La vicenda nasce da una decisione della Regione Piemonte, discussa e approvata in Consiglio regionale dalla maggioranza, che applica oggi una norma nazionale del 2017 finora rimasta in gran parte lettera morta. Da qui la domanda che circola anche fuori dall’aula: quanto risparmierà davvero la Regione, facendo pagare alle famiglie?
A porsela è un genitore di Villar Perosa. Sua figlia, con problemi di equilibrio, ha bisogno fin da piccola di scarpe ortopediche specifiche: «Costano circa 400 euro a paio e, crescendo, vanno cambiate anche due volte l’anno». Scarpe prescritte dal medico, realizzate da officine ortopediche, ma oggi escluse dal rimborso.
Il nodo è tecnico solo in apparenza. Il Dpcm sui Livelli essenziali di assistenza (Lea) riconosce le scarpe ortopediche su misura, ma non prevede codici per quelle di serie, pur indispensabili soprattutto in età pediatrica. Senza codice, le Asl non possono rimborsare. La Regione si richiama a questa lacuna normativa, applicandola però in modo non uniforme sul territorio nazionale: Lazio, Lombardia e Toscana continuano infatti a garantire il rimborso.
Il tema è arrivato anche a Roma, con un’interrogazione parlamentare presentata alla Camera. L’assessore regionale alla Sanità Federico Riboldi parla di un lavoro in corso per reinserire le prestazioni escluse e di un confronto in Conferenza delle Regioni. Ma il problema è noto da anni.
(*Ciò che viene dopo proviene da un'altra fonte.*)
//! Common test utilities for integration tests

use std::sync::{Arc, RwLock};

use axum_test::TestServer;
use chatd::{
    routes, AppState, EmailSender, InMemoryChatStore, InMemoryUserStore, SessionIssuer,
};
use serde_json::json;

/// Mock e-mail sender that captures OTP codes
#[derive(Default, Clone)]
pub struct MockEmailSender {
    /// Captured (email, code) pairs
    pub sent: Arc<RwLock<Vec<(String, String)>>>,
}

impl MockEmailSender {
    pub fn new() -> Self {
        Self {
            sent: Arc::new(RwLock::new(Vec::new())),
        }
    }

    /// Get the last code sent to an email
    pub fn get_code(&self, email: &str) -> Option<String> {
        self.sent
            .read()
            .unwrap()
            .iter()
            .rev()
            .find(|(e, _)| e == email)
            .map(|(_, c)| c.clone())
    }

    /// How many mails were sent to an email
    pub fn sent_count(&self, email: &str) -> usize {
        self.sent.read().unwrap().iter().filter(|(e, _)| e == email).count()
    }
}

impl EmailSender for MockEmailSender {
    fn send_verification(&self, email: &str, code: &str) -> Result<(), String> {
        self.sent
            .write()
            .unwrap()
            .push((email.to_string(), code.to_string()));
        Ok(())
    }

    fn send_password_reset(&self, email: &str, code: &str) -> Result<(), String> {
        self.sent
            .write()
            .unwrap()
            .push((email.to_string(), code.to_string()));
        Ok(())
    }
}

/// Create a test server with mock email sender
pub fn create_test_server() -> (TestServer, MockEmailSender) {
    let email_sender = MockEmailSender::new();

    let state = Arc::new(AppState::new(
        InMemoryUserStore::new(),
        InMemoryChatStore::new(),
        email_sender.clone(),
        SessionIssuer::new("test-secret"),
    ));

    let app = routes::create_router(state);
    let server = TestServer::new(app).expect("Failed to create test server");

    (server, email_sender)
}

/// Helper to drive the full registration flow for a user
pub async fn register_user(
    server: &TestServer,
    email_sender: &MockEmailSender,
    name: &str,
    email: &str,
    password: &str,
) {
    let response = server
        .post("/register")
        .json(&json!({
            "name": name,
            "email": email,
            "password": password,
            "cpassword": password,
        }))
        .await;
    assert_eq!(response.status_code(), 202);

    let code = email_sender.get_code(email).expect("No OTP sent");

    let response = server
        .post("/otpverification")
        .json(&json!({ "enteredOtp": code }))
        .await;
    assert_eq!(response.status_code(), 201);
}

/// Helper to log in and return the session cookie value
pub async fn login_user(server: &TestServer, email: &str, password: &str) -> String {
    let response = server
        .post("/login")
        .json(&json!({ "email": email, "password": password }))
        .await;
    assert_eq!(response.status_code(), 200);

    response
        .maybe_cookie("jwtoken")
        .expect("No session cookie")
        .value()
        .to_string()
}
Il cortocircuito, dunque, non è burocratico ma istituzionale: una norma nazionale incompleta, un’applicazione regionale rigida e il risultato è che un ausilio sanitario indispensabile viene di fatto escluso dai Lea. Nel vuoto tra leggi e responsabilità, a pagare non è il sistema pubblico ma le famiglie, trasformate da beneficiarie di un diritto in finanziatrici forzate della sanità.